§ **PROBLEM TO SOLVE**: Could you retype every entry below exactly as written?

Saved entries
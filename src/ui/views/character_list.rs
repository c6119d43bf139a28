use ratatui::prelude::*;
use ratatui::widgets::{Block, Borders, Cell, Paragraph, Row, Table, TableState};

use crate::app::App;
use crate::swapi::types::CharacterPage;

pub struct ListProps<'a> {
  pub page: u32,
  pub search: &'a str,
  pub data: Option<&'a CharacterPage>,
  pub selected: usize,
  pub loading: bool,
  pub error: Option<&'a str>,
}

pub fn draw_character_list(frame: &mut Frame, area: Rect, app: &App, props: ListProps<'_>) {
  let block = Block::default()
    .title(" Characters ")
    .borders(Borders::ALL)
    .border_style(Style::default().fg(Color::Blue));
  let inner = block.inner(area);
  frame.render_widget(block, area);

  let chunks = Layout::default()
    .direction(Direction::Vertical)
    .constraints([Constraint::Min(1), Constraint::Length(1)])
    .split(inner);

  if props.loading {
    let paragraph =
      Paragraph::new("Loading characters...").style(Style::default().fg(Color::DarkGray));
    frame.render_widget(paragraph, chunks[0]);
  } else if let Some(error) = props.error {
    let lines = vec![
      Line::styled("Error loading characters", Style::default().fg(Color::Red)),
      Line::styled(error.to_string(), Style::default().fg(Color::DarkGray)),
    ];
    frame.render_widget(Paragraph::new(lines), chunks[0]);
  } else if let Some(data) = props.data {
    if data.results.is_empty() {
      // Distinct empty state: an empty search result is neither an error
      // nor still loading
      let paragraph =
        Paragraph::new("No characters found").style(Style::default().fg(Color::DarkGray).italic());
      frame.render_widget(paragraph, chunks[0]);
    } else {
      draw_table(frame, chunks[0], app, data, props.selected);
    }
  }

  draw_page_footer(frame, chunks[1], app, &props);
}

fn draw_table(frame: &mut Frame, area: Rect, app: &App, data: &CharacterPage, selected: usize) {
  let rows: Vec<Row> = data
    .results
    .iter()
    .map(|character| {
      let star = if app.favorites().is_favorite(&character.url) {
        Cell::from("★").style(Style::default().fg(Color::Magenta))
      } else {
        Cell::from(" ")
      };
      Row::new(vec![
        star,
        Cell::from(character.name.clone()),
        Cell::from(character.gender.as_str()),
        Cell::from(character.height.clone()),
        Cell::from(character.birth_year.clone()),
      ])
    })
    .collect();

  let table = Table::new(
    rows,
    [
      Constraint::Length(1),
      Constraint::Min(20),
      Constraint::Length(8),
      Constraint::Length(8),
      Constraint::Length(10),
    ],
  )
  .header(
    Row::new(vec!["", "Name", "Gender", "Height", "Born"])
      .style(Style::default().fg(Color::DarkGray)),
  )
  .row_highlight_style(Style::default().bg(Color::Blue).fg(Color::White));

  let mut state = TableState::default();
  state.select(Some(selected));
  frame.render_stateful_widget(table, area, &mut state);
}

fn draw_page_footer(frame: &mut Frame, area: Rect, app: &App, props: &ListProps<'_>) {
  let footer = match props.data {
    Some(data) => {
      let total = data.total_pages(app.page_size()).max(1);
      format!(" Page {}/{} — {} characters", props.page, total, data.count)
    }
    None => format!(" Page {}", props.page),
  };
  frame.render_widget(
    Paragraph::new(footer).style(Style::default().fg(Color::DarkGray)),
    area,
  );
}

§ **SOLVED PROBLEM**:
filename src/ui/views/character_list.rs
repository c6119d43bf139a28
use ratatui::prelude::*;
use ratatui::widgets::{Block, Borders, Cell, Paragraph, Row, Table, TableState};

use crate::app::App;
use crate::swapi::types::CharacterPage;

pub struct ListProps<'a> {
  pub page: u32,
  pub search: &'a str,
  pub data: Option<&'a CharacterPage>,
  pub selected: usize,
  pub loading: bool,
  pub error: Option<&'a str>,
}

pub fn draw_character_list(frame: &mut Frame, area: Rect, app: &App, props: ListProps<'_>) {
  let block = Block::default()
    .title(" Characters ")
    .borders(Borders::ALL)
    .border_style(Style::default().fg(Color::Blue));
  let inner = block.inner(area);
  frame.render_widget(block, area);

  let chunks = Layout::default()
    .direction(Direction::Vertical)
    .constraints([Constraint::Min(1), Constraint::Length(1)])
    .split(inner);

  if props.loading {
    let paragraph =
      Paragraph::new("Loading characters...").style(Style::default().fg(Color::DarkGray));
    frame.render_widget(paragraph, chunks[0]);
  } else if let Some(error) = props.error {
    let lines = vec![
      Line::styled("Error loading characters", Style::default().fg(Color::Red)),
      Line::styled(error.to_string(), Style::default().fg(Color::DarkGray)),
    ];
    frame.render_widget(Paragraph::new(lines), chunks[0]);
  } else if let Some(data) = props.data {
    if data.results.is_empty() {
      // Distinct empty state: an empty search result is neither an error
      // nor still loading
      let paragraph =
        Paragraph::new("No characters found").style(Style::default().fg(Color::DarkGray).italic());
      frame.render_widget(paragraph, chunks[0]);
    } else {
      draw_table(frame, chunks[0], app, data, props.selected);
    }
  }

  draw_page_footer(frame, chunks[1], app, &props);
}

fn draw_table(frame: &mut Frame, area: Rect, app: &App, data: &CharacterPage, selected: usize) {
  let rows: Vec<Row> = data
    .results
    .iter()
    .map(|character| {
      let star = if app.favorites().is_favorite(&character.url) {
        Cell::from("★").style(Style::default().fg(Color::Magenta))
      } else {
        Cell::from(" ")
      };
      Row::new(vec![
        star,
        Cell::from(character.name.clone()),
        Cell::from(character.gender.as_str()),
        Cell::from(character.height.clone()),
        Cell::from(character.birth_year.clone()),
      ])
    })
    .collect();

  let table = Table::new(
    rows,
    [
      Constraint::Length(1),
      Constraint::Min(20),
      Constraint::Length(8),
      Constraint::Length(8),
      Constraint::Length(10),
    ],
  )
  .header(
    Row::new(vec!["", "Name", "Gender", "Height", "Born"])
      .style(Style::default().fg(Color::DarkGray)),
  )
  .row_highlight_style(Style::default().bg(Color::Blue).fg(Color::White));

  let mut state = TableState::default();
  state.select(Some(selected));
  frame.render_stateful_widget(table, area, &mut state);
}

fn draw_page_footer(frame: &mut Frame, area: Rect, app: &App, props: &ListProps<'_>) {
  let footer = match props.data {
    Some(data) => {
      let total = data.total_pages(app.page_size()).max(1);
      format!(" Page {}/{} — {} characters", props.page, total, data.count)
    }
    None => format!(" Page {}", props.page),
  };
  frame.render_widget(
    Paragraph::new(footer).style(Style::default().fg(Color::DarkGray)),
    area,
  );
}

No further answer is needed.